■ What to do:
Look through the data below. Show each line where the string "FormatNegotiationFailed" occurs.

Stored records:
- - - - - - -
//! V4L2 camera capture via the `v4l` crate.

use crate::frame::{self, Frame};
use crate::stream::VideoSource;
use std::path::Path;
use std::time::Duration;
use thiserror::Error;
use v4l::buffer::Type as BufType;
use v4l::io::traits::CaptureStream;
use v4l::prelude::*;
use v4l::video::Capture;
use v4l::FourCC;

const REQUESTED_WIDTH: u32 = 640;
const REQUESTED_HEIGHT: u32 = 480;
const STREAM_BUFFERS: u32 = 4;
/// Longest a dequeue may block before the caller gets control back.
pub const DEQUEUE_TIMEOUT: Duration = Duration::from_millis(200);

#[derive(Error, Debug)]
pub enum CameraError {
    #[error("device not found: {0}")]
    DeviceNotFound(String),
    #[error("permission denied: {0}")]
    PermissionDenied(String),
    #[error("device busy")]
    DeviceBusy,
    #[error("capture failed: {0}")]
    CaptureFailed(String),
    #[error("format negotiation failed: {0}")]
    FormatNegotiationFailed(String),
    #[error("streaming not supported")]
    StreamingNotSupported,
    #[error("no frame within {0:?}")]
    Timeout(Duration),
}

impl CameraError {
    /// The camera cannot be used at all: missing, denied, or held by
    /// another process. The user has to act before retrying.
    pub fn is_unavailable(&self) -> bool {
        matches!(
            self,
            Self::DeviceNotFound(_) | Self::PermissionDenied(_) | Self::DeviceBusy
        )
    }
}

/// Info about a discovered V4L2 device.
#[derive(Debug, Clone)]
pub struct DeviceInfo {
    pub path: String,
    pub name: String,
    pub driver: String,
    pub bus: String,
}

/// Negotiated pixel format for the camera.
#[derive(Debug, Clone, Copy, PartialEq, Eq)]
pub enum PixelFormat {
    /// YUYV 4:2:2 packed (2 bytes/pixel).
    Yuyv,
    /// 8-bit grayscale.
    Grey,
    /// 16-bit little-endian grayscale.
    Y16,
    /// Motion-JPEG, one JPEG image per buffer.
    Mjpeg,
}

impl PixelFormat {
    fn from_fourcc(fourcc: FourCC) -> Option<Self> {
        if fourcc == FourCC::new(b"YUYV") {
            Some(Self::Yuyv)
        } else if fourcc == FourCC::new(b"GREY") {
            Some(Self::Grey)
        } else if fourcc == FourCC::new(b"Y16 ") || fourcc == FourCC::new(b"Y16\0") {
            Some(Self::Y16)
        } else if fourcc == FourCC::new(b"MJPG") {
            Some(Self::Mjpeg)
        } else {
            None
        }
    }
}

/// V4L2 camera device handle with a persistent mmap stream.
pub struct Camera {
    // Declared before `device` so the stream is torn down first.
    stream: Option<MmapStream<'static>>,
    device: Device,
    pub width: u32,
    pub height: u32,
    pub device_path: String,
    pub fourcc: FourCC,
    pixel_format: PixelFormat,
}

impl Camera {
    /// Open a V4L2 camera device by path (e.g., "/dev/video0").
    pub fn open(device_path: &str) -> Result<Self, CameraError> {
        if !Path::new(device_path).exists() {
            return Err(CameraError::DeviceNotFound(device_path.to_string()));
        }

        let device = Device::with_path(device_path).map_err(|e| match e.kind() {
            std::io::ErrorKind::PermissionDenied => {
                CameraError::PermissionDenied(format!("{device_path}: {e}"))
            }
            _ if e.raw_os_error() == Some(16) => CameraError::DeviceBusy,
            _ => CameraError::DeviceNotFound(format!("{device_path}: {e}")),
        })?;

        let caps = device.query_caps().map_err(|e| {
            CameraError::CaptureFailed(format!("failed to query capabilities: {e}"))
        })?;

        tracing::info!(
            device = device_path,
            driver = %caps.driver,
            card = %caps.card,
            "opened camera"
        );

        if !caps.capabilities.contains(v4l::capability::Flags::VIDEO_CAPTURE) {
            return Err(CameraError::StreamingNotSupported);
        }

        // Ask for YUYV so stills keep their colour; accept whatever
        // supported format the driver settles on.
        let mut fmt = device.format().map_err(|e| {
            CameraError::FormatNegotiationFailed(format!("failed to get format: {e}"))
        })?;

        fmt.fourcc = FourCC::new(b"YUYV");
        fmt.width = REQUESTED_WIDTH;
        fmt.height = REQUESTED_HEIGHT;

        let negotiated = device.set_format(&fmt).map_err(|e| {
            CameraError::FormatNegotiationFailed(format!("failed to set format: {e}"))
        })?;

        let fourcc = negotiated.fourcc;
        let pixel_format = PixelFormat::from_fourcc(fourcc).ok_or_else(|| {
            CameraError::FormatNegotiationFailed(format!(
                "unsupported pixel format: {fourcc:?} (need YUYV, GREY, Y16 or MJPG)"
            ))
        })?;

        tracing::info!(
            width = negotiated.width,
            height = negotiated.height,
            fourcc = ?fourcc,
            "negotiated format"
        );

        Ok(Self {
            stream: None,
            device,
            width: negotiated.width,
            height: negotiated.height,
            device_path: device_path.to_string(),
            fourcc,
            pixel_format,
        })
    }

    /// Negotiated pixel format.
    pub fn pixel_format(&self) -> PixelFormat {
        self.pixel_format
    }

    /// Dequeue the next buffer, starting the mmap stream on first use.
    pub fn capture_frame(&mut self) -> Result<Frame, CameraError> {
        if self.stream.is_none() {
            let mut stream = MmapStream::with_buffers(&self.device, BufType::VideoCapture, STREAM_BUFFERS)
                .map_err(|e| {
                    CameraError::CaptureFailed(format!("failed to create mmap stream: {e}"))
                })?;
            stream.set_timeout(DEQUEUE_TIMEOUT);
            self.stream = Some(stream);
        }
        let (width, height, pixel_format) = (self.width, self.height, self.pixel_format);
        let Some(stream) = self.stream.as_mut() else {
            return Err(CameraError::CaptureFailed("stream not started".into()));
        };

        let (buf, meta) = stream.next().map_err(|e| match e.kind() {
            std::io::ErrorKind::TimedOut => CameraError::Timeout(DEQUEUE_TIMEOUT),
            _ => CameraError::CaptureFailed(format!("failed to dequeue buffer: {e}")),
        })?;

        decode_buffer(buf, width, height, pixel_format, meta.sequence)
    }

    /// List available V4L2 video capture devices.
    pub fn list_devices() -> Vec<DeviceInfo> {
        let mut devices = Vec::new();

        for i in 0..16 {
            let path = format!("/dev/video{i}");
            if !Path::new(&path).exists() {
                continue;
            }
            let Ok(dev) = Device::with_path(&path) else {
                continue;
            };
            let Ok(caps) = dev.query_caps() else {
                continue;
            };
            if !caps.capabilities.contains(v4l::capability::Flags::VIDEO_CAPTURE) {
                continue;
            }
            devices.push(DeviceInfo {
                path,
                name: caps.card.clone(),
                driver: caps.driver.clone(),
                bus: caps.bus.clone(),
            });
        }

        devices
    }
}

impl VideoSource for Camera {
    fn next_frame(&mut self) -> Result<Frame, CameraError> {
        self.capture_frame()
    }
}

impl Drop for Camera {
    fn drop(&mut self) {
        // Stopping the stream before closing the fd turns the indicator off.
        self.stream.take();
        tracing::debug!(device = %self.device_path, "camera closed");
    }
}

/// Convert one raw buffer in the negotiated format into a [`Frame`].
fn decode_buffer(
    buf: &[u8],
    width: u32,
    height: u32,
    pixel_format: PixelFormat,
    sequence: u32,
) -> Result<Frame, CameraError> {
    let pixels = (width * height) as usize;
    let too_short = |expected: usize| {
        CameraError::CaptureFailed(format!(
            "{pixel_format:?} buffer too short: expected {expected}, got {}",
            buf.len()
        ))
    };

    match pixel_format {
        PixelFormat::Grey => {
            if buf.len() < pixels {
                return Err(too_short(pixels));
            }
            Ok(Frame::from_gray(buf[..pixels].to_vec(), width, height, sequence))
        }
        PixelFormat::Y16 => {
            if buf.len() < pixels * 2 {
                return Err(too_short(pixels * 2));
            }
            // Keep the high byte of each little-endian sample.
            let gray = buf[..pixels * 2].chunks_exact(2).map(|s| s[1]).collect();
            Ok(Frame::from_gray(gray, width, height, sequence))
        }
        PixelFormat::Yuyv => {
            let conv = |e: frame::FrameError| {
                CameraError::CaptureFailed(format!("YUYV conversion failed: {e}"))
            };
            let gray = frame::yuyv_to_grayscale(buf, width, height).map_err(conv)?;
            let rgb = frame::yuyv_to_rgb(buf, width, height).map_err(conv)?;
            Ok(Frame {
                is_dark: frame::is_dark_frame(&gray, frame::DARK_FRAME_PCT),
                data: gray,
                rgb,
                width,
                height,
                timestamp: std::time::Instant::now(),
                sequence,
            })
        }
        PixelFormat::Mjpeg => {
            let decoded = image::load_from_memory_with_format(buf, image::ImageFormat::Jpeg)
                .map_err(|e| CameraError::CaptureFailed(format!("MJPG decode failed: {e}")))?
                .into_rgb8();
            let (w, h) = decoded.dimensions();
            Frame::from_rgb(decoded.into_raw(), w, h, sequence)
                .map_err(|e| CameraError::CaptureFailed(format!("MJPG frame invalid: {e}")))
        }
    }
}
- - - - - - -
■ Completed exercise:
    FormatNegotiationFailed(String),
            CameraError::FormatNegotiationFailed(format!("failed to get format: {e}"))
            CameraError::FormatNegotiationFailed(format!("failed to set format: {e}"))
            CameraError::FormatNegotiationFailed(format!(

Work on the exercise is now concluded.